Requirement >>
What lines in the records below hold the string "ReadHoldingRegisters"? Please show them.

Stored items:
------

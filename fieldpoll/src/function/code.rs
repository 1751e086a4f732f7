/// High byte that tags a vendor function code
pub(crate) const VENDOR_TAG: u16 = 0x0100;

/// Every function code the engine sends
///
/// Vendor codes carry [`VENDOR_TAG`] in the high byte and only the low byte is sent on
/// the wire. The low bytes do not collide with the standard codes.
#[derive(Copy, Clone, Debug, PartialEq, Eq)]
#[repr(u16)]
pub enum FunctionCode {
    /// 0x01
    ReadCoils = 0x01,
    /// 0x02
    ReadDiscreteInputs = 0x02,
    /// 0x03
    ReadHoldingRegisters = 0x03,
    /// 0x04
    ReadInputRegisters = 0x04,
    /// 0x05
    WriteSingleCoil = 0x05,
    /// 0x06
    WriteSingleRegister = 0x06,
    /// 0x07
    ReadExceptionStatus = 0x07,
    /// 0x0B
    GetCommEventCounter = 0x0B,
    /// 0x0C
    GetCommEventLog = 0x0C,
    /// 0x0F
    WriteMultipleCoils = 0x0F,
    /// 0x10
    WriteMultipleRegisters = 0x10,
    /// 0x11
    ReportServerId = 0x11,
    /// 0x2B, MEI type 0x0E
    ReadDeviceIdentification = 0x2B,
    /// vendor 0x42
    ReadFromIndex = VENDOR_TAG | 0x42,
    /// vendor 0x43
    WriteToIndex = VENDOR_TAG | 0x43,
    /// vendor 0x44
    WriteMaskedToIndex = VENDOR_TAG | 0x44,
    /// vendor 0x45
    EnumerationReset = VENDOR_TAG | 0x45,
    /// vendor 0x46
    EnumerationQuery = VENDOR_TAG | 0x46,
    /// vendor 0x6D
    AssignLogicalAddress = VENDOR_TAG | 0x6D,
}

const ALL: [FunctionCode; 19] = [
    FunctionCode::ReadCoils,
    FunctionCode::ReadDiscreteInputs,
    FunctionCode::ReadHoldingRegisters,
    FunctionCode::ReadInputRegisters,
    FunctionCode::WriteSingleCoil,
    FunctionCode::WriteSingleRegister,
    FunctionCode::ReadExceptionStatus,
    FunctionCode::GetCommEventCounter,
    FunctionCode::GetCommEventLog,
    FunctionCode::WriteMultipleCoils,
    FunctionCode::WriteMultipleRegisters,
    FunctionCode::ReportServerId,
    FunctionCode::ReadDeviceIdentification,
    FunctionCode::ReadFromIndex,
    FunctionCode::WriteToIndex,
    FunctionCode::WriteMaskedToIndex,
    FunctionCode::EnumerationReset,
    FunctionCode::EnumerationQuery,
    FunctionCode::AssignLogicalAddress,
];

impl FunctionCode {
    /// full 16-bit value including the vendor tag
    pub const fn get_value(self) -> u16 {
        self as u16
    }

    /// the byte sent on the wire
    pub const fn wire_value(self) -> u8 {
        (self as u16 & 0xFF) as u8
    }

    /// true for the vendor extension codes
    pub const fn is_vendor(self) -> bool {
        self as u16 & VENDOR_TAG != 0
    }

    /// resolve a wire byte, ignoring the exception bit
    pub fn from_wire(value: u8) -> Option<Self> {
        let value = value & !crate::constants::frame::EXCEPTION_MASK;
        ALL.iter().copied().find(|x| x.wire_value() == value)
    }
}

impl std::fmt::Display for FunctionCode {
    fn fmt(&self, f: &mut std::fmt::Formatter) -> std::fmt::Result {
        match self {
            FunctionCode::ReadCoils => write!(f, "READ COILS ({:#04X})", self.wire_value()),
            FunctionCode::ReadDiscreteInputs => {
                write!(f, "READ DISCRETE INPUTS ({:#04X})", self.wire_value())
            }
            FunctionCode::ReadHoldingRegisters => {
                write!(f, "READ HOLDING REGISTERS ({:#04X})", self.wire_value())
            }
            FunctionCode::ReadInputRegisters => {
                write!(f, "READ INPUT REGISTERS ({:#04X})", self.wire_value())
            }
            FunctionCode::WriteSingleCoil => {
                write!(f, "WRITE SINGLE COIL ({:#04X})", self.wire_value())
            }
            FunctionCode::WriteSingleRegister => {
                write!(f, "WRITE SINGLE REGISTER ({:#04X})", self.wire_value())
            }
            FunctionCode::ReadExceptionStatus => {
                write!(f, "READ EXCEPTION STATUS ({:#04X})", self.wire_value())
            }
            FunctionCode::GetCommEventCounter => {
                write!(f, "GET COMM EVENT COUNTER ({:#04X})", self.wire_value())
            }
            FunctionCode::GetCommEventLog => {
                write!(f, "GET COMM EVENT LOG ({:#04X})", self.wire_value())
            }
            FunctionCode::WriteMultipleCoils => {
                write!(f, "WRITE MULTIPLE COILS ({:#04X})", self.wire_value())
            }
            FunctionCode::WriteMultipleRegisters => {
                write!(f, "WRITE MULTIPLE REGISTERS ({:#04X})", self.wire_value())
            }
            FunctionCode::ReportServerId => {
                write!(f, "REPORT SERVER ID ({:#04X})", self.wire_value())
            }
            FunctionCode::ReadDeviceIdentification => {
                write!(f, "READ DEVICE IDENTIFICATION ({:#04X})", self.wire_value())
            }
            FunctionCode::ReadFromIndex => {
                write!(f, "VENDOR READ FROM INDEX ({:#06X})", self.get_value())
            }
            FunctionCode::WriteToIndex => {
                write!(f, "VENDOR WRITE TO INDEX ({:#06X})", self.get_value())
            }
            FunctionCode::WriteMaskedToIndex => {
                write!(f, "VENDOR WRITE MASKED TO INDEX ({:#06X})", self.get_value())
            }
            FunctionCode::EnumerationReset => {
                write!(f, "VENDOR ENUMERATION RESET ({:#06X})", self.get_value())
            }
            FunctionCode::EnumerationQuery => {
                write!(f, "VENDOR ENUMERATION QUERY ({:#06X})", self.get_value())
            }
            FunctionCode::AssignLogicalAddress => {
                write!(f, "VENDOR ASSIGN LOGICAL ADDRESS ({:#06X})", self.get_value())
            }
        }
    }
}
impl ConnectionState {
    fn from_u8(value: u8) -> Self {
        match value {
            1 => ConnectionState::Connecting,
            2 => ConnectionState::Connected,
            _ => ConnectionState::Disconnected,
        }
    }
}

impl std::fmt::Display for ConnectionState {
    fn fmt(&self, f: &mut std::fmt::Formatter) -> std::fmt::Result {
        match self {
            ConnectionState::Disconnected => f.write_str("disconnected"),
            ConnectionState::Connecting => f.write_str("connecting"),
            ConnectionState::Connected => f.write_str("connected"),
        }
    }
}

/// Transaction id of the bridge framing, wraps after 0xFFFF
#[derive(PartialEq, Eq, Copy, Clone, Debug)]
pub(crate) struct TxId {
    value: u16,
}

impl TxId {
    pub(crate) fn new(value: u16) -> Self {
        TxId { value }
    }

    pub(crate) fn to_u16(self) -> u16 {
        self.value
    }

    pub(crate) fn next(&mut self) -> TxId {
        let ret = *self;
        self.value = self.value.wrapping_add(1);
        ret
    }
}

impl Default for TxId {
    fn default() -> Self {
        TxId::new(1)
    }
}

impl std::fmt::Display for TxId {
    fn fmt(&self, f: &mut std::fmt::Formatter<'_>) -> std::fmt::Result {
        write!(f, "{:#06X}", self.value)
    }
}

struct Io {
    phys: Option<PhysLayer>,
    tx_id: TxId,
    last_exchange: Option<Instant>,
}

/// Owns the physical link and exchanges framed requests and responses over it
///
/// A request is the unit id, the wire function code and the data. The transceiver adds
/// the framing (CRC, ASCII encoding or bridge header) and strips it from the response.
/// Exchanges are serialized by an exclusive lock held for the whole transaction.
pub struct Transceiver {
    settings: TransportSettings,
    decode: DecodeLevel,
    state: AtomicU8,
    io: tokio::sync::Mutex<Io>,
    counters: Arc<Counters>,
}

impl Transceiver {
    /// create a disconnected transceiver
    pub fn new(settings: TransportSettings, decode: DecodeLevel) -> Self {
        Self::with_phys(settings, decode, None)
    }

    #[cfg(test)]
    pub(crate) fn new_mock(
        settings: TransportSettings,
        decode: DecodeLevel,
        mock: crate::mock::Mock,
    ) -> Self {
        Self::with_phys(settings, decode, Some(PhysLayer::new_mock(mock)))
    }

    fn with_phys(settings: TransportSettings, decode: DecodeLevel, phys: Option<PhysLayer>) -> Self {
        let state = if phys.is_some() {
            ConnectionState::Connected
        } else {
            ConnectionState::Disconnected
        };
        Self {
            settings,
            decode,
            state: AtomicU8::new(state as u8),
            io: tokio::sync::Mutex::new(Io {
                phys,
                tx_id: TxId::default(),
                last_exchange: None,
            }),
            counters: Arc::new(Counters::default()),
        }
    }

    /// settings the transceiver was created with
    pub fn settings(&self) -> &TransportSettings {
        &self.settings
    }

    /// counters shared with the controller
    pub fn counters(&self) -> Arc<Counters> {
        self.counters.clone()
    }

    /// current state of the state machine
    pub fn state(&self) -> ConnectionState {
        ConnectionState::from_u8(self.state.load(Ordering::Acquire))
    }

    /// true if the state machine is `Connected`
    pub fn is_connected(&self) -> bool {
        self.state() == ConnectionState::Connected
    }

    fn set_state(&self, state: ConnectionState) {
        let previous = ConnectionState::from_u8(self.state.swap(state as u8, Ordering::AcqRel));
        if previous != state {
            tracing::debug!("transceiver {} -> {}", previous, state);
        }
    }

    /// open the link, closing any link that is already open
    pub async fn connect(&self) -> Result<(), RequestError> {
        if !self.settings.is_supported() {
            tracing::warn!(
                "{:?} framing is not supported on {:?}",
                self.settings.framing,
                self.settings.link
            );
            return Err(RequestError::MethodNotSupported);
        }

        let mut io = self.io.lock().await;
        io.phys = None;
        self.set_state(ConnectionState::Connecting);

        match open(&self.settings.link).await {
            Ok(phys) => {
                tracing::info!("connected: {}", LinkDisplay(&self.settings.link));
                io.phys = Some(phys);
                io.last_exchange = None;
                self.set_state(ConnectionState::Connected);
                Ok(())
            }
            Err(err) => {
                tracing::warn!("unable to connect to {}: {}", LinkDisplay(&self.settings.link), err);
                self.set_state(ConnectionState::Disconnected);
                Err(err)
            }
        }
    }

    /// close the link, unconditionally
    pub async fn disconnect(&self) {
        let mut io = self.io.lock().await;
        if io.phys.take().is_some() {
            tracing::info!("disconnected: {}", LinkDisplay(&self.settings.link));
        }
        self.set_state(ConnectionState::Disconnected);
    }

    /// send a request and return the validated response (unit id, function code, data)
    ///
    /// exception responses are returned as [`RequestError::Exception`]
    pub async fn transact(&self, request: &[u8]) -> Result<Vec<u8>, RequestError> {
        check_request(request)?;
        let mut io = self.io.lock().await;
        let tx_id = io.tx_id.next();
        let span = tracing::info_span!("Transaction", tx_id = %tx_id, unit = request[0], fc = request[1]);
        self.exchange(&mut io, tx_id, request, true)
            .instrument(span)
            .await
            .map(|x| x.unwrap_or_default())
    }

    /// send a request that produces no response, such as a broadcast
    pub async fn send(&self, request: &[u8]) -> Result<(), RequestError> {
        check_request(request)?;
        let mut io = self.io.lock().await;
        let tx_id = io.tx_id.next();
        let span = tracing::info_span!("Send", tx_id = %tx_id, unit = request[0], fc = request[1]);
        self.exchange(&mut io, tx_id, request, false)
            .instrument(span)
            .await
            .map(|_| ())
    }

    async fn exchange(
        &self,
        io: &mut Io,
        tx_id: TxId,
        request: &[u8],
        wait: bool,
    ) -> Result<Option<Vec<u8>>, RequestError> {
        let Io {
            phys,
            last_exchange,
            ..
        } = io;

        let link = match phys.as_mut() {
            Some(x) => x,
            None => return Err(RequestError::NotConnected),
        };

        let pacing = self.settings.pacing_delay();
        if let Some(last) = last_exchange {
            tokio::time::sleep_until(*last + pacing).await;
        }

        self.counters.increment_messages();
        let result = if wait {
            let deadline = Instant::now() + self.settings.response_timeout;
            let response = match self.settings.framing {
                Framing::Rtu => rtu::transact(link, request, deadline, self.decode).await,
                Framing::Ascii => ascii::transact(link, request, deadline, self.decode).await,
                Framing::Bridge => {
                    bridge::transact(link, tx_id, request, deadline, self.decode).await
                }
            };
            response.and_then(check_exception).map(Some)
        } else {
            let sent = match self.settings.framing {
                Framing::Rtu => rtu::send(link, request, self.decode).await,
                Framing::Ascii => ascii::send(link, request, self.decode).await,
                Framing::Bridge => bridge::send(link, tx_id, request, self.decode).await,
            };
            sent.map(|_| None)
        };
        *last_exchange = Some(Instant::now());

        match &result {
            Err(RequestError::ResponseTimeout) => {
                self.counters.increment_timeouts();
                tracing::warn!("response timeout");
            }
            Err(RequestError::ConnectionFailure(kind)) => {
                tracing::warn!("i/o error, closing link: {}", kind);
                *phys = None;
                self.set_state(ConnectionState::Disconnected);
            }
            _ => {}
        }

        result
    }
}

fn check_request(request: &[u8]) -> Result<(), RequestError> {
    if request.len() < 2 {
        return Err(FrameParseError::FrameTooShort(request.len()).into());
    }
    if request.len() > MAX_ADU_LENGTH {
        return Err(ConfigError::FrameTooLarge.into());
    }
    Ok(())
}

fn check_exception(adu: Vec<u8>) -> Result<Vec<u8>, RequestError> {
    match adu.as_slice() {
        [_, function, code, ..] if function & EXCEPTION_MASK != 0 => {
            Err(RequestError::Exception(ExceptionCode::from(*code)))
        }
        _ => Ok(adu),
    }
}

------

Solution to this task >>
    ReadHoldingRegisters = 0x03,
    FunctionCode::ReadHoldingRegisters,
            FunctionCode::ReadHoldingRegisters => {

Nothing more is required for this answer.